## WORK REQUIRED
From the entries below, return exactly the lines beginning at the one that contains "let mut question = Question::load(record);" and ending at the one that contains "while let Some(id)", both of them included, and only those lines.

## DATASET RECORDS
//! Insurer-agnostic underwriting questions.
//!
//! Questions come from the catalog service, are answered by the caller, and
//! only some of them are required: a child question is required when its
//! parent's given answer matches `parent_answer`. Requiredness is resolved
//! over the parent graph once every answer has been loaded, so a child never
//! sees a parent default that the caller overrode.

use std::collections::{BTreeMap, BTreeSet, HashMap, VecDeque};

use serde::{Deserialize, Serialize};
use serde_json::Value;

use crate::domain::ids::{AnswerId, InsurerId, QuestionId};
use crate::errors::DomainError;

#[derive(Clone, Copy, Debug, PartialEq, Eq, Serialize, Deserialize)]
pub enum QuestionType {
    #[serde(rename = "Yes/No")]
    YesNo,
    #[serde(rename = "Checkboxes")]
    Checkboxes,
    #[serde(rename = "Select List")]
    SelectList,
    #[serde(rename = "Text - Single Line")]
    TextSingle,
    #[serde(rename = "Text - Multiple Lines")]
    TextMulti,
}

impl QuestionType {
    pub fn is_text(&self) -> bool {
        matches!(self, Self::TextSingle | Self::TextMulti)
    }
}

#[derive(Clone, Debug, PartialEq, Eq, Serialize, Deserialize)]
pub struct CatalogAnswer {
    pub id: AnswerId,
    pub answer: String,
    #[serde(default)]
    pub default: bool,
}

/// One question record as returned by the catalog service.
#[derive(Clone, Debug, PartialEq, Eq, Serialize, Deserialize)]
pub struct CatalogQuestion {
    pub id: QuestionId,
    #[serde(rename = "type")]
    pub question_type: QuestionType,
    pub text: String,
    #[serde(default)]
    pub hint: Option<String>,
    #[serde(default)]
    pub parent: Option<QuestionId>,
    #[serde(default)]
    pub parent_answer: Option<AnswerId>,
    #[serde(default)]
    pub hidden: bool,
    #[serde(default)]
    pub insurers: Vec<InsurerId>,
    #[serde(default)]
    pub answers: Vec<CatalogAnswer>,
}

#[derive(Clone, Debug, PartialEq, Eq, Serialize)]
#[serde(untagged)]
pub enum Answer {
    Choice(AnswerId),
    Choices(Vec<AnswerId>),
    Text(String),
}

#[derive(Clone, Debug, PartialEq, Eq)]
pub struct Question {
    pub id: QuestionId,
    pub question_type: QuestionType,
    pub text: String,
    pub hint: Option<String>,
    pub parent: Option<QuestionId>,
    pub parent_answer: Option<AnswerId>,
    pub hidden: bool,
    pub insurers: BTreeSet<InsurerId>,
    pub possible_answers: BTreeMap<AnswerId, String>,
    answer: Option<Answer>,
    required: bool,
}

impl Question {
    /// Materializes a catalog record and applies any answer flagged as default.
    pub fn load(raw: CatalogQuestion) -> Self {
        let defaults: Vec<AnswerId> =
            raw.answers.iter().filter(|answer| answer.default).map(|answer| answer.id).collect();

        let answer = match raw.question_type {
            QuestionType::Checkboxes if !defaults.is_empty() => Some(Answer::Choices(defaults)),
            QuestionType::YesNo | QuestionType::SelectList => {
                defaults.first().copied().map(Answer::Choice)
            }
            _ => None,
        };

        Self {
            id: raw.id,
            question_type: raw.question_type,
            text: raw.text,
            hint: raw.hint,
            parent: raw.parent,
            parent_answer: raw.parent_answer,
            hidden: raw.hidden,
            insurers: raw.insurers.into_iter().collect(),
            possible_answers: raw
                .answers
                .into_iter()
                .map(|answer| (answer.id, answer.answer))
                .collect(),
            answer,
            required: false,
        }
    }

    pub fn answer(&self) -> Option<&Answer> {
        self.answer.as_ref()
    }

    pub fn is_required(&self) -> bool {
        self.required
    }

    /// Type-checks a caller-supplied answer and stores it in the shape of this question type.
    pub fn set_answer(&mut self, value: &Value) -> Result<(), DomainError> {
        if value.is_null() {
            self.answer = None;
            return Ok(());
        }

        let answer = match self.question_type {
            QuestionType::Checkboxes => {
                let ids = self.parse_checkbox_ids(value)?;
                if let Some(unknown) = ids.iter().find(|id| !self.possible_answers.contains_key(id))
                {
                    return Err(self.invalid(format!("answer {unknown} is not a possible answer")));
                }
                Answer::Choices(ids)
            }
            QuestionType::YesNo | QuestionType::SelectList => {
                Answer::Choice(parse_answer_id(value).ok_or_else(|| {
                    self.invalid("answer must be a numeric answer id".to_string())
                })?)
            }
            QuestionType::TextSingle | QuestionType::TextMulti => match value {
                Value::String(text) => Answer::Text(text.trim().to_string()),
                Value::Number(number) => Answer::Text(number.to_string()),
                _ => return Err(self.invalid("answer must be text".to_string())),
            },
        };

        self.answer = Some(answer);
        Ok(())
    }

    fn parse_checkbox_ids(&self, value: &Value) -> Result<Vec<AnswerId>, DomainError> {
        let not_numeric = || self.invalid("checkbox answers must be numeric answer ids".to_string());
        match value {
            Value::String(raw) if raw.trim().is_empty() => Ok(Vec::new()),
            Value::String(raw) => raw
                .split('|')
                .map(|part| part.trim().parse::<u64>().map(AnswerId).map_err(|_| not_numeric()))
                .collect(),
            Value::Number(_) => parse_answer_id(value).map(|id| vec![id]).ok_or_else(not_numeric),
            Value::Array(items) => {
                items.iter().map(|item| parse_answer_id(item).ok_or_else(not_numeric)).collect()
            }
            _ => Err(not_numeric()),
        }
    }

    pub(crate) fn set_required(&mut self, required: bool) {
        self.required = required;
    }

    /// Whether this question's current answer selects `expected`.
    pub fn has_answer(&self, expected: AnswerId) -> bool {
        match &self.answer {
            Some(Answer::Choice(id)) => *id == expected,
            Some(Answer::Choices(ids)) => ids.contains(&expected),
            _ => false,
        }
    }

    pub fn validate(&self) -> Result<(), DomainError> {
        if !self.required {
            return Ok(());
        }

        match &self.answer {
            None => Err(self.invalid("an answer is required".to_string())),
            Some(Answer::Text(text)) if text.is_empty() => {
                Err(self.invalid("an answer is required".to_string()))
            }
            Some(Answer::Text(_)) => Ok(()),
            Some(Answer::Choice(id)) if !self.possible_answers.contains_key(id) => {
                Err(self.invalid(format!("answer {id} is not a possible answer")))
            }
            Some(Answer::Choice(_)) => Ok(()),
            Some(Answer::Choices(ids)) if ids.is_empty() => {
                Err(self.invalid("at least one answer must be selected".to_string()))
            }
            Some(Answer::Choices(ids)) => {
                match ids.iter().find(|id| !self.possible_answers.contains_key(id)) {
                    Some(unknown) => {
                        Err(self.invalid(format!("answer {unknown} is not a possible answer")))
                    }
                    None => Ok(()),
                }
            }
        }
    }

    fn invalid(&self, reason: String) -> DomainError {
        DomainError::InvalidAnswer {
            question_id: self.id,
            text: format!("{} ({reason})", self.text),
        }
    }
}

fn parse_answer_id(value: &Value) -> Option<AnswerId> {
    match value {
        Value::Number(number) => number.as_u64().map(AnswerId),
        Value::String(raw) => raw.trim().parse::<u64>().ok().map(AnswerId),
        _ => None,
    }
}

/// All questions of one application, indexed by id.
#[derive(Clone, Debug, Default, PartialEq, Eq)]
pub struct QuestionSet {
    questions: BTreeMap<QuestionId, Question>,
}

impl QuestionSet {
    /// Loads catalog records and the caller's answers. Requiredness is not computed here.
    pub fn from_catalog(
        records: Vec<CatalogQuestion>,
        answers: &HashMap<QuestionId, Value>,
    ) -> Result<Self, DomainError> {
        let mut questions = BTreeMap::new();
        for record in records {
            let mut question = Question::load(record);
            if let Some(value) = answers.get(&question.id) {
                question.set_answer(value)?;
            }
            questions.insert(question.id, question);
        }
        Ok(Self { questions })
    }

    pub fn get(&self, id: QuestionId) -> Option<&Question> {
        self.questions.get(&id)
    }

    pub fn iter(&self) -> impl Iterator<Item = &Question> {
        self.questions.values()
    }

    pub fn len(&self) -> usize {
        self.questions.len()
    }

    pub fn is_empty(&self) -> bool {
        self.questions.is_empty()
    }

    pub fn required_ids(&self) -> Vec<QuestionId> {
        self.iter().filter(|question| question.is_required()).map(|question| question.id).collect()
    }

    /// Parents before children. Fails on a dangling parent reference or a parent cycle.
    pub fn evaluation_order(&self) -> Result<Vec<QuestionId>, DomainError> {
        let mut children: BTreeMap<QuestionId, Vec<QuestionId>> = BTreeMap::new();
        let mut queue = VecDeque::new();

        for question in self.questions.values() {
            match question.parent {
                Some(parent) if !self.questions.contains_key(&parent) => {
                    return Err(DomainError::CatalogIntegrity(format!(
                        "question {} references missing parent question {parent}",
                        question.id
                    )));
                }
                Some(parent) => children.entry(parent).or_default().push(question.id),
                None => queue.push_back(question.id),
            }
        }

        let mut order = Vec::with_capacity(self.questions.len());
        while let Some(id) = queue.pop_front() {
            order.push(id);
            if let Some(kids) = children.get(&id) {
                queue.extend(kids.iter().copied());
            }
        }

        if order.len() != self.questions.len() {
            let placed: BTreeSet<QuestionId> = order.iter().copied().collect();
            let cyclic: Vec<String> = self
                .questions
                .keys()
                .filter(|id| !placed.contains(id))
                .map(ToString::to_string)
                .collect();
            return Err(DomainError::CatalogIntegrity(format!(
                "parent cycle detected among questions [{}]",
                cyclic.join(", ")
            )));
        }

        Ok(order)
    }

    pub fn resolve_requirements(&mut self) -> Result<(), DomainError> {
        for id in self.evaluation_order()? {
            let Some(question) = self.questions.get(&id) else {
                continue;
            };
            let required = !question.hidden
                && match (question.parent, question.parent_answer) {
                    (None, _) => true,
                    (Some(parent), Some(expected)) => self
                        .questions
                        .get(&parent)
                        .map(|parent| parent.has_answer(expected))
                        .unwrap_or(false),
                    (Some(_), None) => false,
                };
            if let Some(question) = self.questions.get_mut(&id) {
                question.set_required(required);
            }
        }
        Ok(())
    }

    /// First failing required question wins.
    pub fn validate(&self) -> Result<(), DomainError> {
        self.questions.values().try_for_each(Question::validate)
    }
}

## SOLUTION FOR THIS EXERCISE
            let mut question = Question::load(record);
            if let Some(value) = answers.get(&question.id) {
                question.set_answer(value)?;
            }
            questions.insert(question.id, question);
        }
        Ok(Self { questions })
    }

    pub fn get(&self, id: QuestionId) -> Option<&Question> {
        self.questions.get(&id)
    }

    pub fn iter(&self) -> impl Iterator<Item = &Question> {
        self.questions.values()
    }

    pub fn len(&self) -> usize {
        self.questions.len()
    }

    pub fn is_empty(&self) -> bool {
        self.questions.is_empty()
    }

    pub fn required_ids(&self) -> Vec<QuestionId> {
        self.iter().filter(|question| question.is_required()).map(|question| question.id).collect()
    }

    /// Parents before children. Fails on a dangling parent reference or a parent cycle.
    pub fn evaluation_order(&self) -> Result<Vec<QuestionId>, DomainError> {
        let mut children: BTreeMap<QuestionId, Vec<QuestionId>> = BTreeMap::new();
        let mut queue = VecDeque::new();

        for question in self.questions.values() {
            match question.parent {
                Some(parent) if !self.questions.contains_key(&parent) => {
                    return Err(DomainError::CatalogIntegrity(format!(
                        "question {} references missing parent question {parent}",
                        question.id
                    )));
                }
                Some(parent) => children.entry(parent).or_default().push(question.id),
                None => queue.push_back(question.id),
            }
        }

        let mut order = Vec::with_capacity(self.questions.len());
        while let Some(id) = queue.pop_front() {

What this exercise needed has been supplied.